■ What to produce ■
Nothing but the lines from the one with "HTTP request handlers" down to the one with "use dreams_common::play_counts::PlayCounts;" should be returned, exactly and with both ends included, from the material below.

■ Given records ■
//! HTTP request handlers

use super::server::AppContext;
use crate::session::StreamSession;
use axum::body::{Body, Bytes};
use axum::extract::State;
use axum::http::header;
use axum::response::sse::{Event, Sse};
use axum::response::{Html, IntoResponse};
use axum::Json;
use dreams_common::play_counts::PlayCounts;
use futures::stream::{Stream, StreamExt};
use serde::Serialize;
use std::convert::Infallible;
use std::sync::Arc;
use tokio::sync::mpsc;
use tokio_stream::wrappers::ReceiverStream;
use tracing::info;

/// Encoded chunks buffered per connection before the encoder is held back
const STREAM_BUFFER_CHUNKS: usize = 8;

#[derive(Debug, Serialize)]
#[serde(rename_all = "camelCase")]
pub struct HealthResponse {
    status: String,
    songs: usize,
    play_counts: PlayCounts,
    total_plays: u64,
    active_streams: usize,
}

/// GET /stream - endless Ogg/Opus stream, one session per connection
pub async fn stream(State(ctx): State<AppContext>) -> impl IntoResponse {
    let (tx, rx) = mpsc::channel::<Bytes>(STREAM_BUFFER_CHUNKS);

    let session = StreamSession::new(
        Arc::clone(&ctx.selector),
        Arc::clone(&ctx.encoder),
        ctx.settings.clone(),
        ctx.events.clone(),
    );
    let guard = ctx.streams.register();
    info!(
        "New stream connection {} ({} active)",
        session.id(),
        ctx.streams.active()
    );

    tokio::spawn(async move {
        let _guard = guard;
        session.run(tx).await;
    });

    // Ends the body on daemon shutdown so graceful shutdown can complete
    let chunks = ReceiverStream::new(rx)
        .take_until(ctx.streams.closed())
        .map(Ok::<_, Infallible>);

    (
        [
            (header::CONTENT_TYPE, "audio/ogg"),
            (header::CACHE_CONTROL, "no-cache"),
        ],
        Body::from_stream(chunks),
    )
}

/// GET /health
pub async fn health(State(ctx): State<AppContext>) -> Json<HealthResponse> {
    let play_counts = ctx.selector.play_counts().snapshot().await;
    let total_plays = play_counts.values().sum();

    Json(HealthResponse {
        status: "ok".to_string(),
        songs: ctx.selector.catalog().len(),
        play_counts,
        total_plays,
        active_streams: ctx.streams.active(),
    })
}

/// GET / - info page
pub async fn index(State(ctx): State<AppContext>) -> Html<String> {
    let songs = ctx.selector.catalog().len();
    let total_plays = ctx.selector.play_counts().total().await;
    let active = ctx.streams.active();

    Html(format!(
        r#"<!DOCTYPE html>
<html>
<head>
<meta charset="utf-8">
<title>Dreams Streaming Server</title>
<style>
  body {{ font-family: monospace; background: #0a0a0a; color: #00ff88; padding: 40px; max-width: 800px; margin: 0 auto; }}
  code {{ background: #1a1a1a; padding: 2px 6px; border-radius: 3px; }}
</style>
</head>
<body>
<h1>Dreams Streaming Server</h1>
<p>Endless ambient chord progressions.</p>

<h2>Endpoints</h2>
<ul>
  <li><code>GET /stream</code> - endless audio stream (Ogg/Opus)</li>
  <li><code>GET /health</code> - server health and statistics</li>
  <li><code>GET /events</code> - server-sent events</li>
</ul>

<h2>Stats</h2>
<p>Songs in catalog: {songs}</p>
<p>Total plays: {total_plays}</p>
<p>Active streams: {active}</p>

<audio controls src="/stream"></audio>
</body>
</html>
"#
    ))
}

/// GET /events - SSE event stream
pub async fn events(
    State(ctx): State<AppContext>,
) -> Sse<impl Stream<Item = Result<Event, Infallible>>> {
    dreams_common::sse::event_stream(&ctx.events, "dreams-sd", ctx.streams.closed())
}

--

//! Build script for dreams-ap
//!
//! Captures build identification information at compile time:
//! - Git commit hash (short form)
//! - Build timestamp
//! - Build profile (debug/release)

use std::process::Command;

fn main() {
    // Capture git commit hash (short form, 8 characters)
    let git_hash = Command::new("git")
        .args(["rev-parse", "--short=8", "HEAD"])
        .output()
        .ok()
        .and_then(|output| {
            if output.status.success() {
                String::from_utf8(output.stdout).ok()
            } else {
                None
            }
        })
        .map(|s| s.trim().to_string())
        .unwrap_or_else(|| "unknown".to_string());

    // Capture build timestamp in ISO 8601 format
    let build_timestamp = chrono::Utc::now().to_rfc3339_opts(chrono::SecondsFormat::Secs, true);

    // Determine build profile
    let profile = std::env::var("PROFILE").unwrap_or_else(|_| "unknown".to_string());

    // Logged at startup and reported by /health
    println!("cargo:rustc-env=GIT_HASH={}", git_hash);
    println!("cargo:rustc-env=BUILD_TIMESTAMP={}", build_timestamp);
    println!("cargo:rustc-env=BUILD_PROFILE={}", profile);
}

■ Answer below ■
//! HTTP request handlers

use super::server::AppContext;
use crate::session::StreamSession;
use axum::body::{Body, Bytes};
use axum::extract::State;
use axum::http::header;
use axum::response::sse::{Event, Sse};
use axum::response::{Html, IntoResponse};
use axum::Json;
use dreams_common::play_counts::PlayCounts;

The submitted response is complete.